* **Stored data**
Segment Open

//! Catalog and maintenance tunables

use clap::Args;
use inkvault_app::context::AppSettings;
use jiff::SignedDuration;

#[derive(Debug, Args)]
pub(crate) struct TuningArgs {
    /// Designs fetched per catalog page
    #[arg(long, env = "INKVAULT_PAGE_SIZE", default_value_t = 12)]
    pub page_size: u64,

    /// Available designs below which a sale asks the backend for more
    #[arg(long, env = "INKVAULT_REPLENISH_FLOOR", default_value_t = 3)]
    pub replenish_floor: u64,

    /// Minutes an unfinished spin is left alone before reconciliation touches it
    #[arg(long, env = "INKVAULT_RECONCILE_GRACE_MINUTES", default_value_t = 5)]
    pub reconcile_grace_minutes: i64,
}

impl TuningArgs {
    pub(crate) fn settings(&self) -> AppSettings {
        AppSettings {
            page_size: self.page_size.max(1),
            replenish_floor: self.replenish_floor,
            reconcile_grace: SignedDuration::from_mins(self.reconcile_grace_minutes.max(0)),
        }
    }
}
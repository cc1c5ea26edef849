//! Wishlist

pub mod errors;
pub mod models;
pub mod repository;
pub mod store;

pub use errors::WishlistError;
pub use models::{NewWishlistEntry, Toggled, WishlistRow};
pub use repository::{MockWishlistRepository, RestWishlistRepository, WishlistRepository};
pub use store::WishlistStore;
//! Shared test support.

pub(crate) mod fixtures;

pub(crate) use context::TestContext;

Segment Closed

* **What you should do**
Return all lines in the data that include the word "models".

* **Result of this task**
pub mod models;
pub use models::{NewWishlistEntry, Toggled, WishlistRow};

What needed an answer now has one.